A realidade é que a maioria dos animais se reproduzem sexualmente, o que significa que os machos e as fêmeas são ambos necessários para as espécies sobreviverem. No entanto, esta população isolada de abelhas que vive no Sul da África, desenvolveu uma estratégia para o fazer sem a existência de machos.

Na organização das abelhas do Cabo, as operárias do sexo feminino são capazes de se reproduzir assexuadamente, ou seja, põem ovos que são essencialmente fertilizados pelo seu próprio ADN, que, por sua vez, se desenvolvem em novas abelhas operárias. Essas abelhas são ainda capazes de invadir os ninhos de outras abelhas e continuar a reproduzir-se dessa forma, eventualmente, acabam por assumir os ninhos estranhos, um comportamento conhecido como parasitismo social.

A explicação para a origem deste comportamento é ainda desconhecida, no entanto, a equipa de pesquisa chegou mais perto de descobrir os mecanismos genéticos responsáveis pela sua reprodução sem machos. Já descobriram diferenças marcantes em vários genes, o que pode explicar tanto o tipo anormal de produção de ovos que leva à reprodução sem machos, bem como o comportamento único de parasitismo social.

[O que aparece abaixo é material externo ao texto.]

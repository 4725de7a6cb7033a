use crate::config::Config;
use crate::discover::list_sources;
use crate::drain::drain_with_workers;
use crate::error::{Error, Result};
use crate::multiplexer::Multiplexer;
use crate::sequencer::Sequencer;
use log::{debug, info};
use std::fs::File;
use std::io::{self, BufWriter, Write};
use std::time::{Duration, Instant};
use termcolor::{ColorChoice, ColorSpec, StandardStream, WriteColor};

/// What a completed run did.
#[derive(Clone, Debug, PartialEq, Eq)]
pub struct Summary {
    pub sources: usize,
    pub lines: u64,
    /// Wall-clock time spent draining, excluding discovery and opening.
    pub elapsed: Duration,
}

impl Summary {
    /// Prints the elapsed time and totals to stderr.
    pub fn report(&self, color: ColorChoice) -> io::Result<()> {
        self.write_report(&mut StandardStream::stderr(color))
    }

    fn write_report(&self, out: &mut dyn WriteColor) -> io::Result<()> {
        let mut spec = ColorSpec::new();
        spec.set_bold(true);
        out.set_color(&spec)?;
        write!(out, "Total elapsed time")?;
        out.reset()?;
        writeln!(
            out,
            ": {:?} ({} lines from {} sources)",
            self.elapsed, self.lines, self.sources,
        )
    }
}

/// Merges every file of `config.input_dir` into `config.output`, one line
/// from each file in turn.
///
/// Every source is opened before the output is created, so a source that
/// cannot be opened fails the run without touching the output.
pub fn run(config: &Config) -> Result<Summary> {
    let paths = list_sources(&config.input_dir)?;
    info!(
        "merging {} files from {}",
        paths.len(),
        config.input_dir.display(),
    );

    let mux = Multiplexer::open(&paths)?;
    let output = File::create(&config.output).map_err(|source| Error::CreateOutput {
        path: config.output.clone(),
        source,
    })?;
    let sequencer = Sequencer::new(BufWriter::new(output));

    let start = Instant::now();
    let lines = drain_with_workers(&mux, &sequencer, config.workers)?;
    sequencer.flush().map_err(Error::Sink)?;
    let elapsed = start.elapsed();

    for source in mux.status() {
        debug!("{}: {} lines", source.label, source.lines);
    }

    Ok(Summary {
        sources: mux.len(),
        lines,
        elapsed,
    })
}
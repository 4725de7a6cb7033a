use crate::error::{Error, Result};
use crate::multiplexer::{Multiplexer, Outcome};
use crate::sequencer::Sequencer;
use crate::sync::Mutex;
use log::debug;
use std::io::{BufRead, Write};
use std::sync::atomic::{AtomicU64, Ordering};

/// Forwards every line of `mux` to `sequencer` on the calling thread.
///
/// Returns the number of lines forwarded. Stops early with an error if the
/// sink fails.
pub fn drain<R, W>(mux: &Multiplexer<R>, sequencer: &Sequencer<W>) -> Result<u64>
where
    R: BufRead,
    W: Write,
{
    let mut forwarded = 0;
    while !mux.is_done() {
        match mux.try_next() {
            Outcome::Line(line) => {
                sequencer.commit(line).map_err(Error::Sink)?;
                forwarded += 1;
            }
            Outcome::Skip => {}
            Outcome::Done | Outcome::Cancelled => break,
        }
    }
    Ok(forwarded)
}

/// Runs [`drain`] on `workers` threads at once.
///
/// The sink receives the same lines in the same order as with one worker. If
/// any worker fails to write, the multiplexer is cancelled so the rest stop,
/// and the first failure is returned.
pub fn drain_with_workers<R, W>(
    mux: &Multiplexer<R>,
    sequencer: &Sequencer<W>,
    workers: usize,
) -> Result<u64>
where
    R: BufRead + Send,
    W: Write + Send,
{
    let workers = workers.max(1);
    if workers == 1 {
        return drain(mux, sequencer);
    }

    let forwarded = AtomicU64::new(0);
    let failure = Mutex::new(None);

    rayon::scope(|scope| {
        for worker in 0..workers {
            let forwarded = &forwarded;
            let failure = &failure;
            scope.spawn(move |_| match drain(mux, sequencer) {
                Ok(count) => {
                    debug!("worker {} forwarded {} lines", worker, count);
                    forwarded.fetch_add(count, Ordering::Relaxed);
                }
                Err(err) => {
                    mux.cancel();
                    failure.lock().get_or_insert(err);
                }
            });
        }
    });

    match failure.into_inner() {
        Some(err) => Err(err),
        None => Ok(forwarded.into_inner()),
    }
}
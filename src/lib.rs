//! Round-robin merging of lines from a fixed set of text sources.
//!
//! # Use case
//!
//! Sometimes a set of line-oriented inputs needs to become one stream where
//! the inputs take turns, rather than one stream where they follow each other.
//! Concatenating is easy. Interleaving deterministically, while still letting
//! several threads pull lines and push them to an output, takes some care: the
//! threads must agree on whose turn it is, a finished input must stop taking
//! turns, everyone must find out when the last input is finished, and the
//! output must not depend on how the threads happened to be scheduled.
//!
//! # Objective
//!
//!   - We have an ordered set of sources 0..N, all opened up front.
//!
//!   - We want the next line of source 0, then the next line of source 1,
//!     etc, wrapping back to source 0. A source with no lines left drops out
//!     of the rotation for good.
//!
//!   - We want any number of threads to be able to pull lines concurrently,
//!     with the order of lines decided by the rotation alone.
//!
//!   - We want the output written in that same order regardless of which
//!     thread delivers which line.
//!
//! The [`Multiplexer`] owns the sources and the rotation. The [`Sequencer`]
//! puts lines back in order on their way to the output. [`drain`] and
//! [`drain_with_workers`] connect the two, and [`run`] does the whole thing
//! for a directory of files.
//!
//! ```
//! use rrmux::{drain, Multiplexer, Sequencer};
//! use std::io::Cursor;
//!
//! let mux = Multiplexer::new(vec![Cursor::new("a1\na2\n"), Cursor::new("b1\n")]);
//! let sequencer = Sequencer::new(Vec::new());
//! let lines = drain(&mux, &sequencer)?;
//!
//! assert_eq!(lines, 3);
//! assert_eq!(sequencer.into_inner(), b"a1\nb1\na2\n");
//! # Ok::<(), rrmux::Error>(())
//! ```

mod config;
mod discover;
mod drain;
mod error;
mod multiplexer;
mod run;
mod sequencer;
mod sync;

pub use crate::config::Config;
pub use crate::discover::list_sources;
pub use crate::drain::{drain, drain_with_workers};
pub use crate::error::{Error, Result};
pub use crate::multiplexer::{Line, Lines, Multiplexer, Outcome, SourceStatus};
pub use crate::run::{run, Summary};
pub use crate::sequencer::Sequencer;

#[doc(no_inline)]
pub use termcolor::ColorChoice;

“A questão de por que essa população de abelhas na África do Sul evoluiu para se reproduzirem assexuadamente ainda é um mistério. Além disso, compreender porque é que as populações, por vezes, se reproduzem assexuadamente, pode ajudar-nos a compreender a vantagem evolutiva do sexo, que é um grande enigma para os biólogos evolucionistas”, afirmou Matthew Webster, investigador do Departamento de Bioquímica Médica e Microbiologia da Universidade de Uppsala.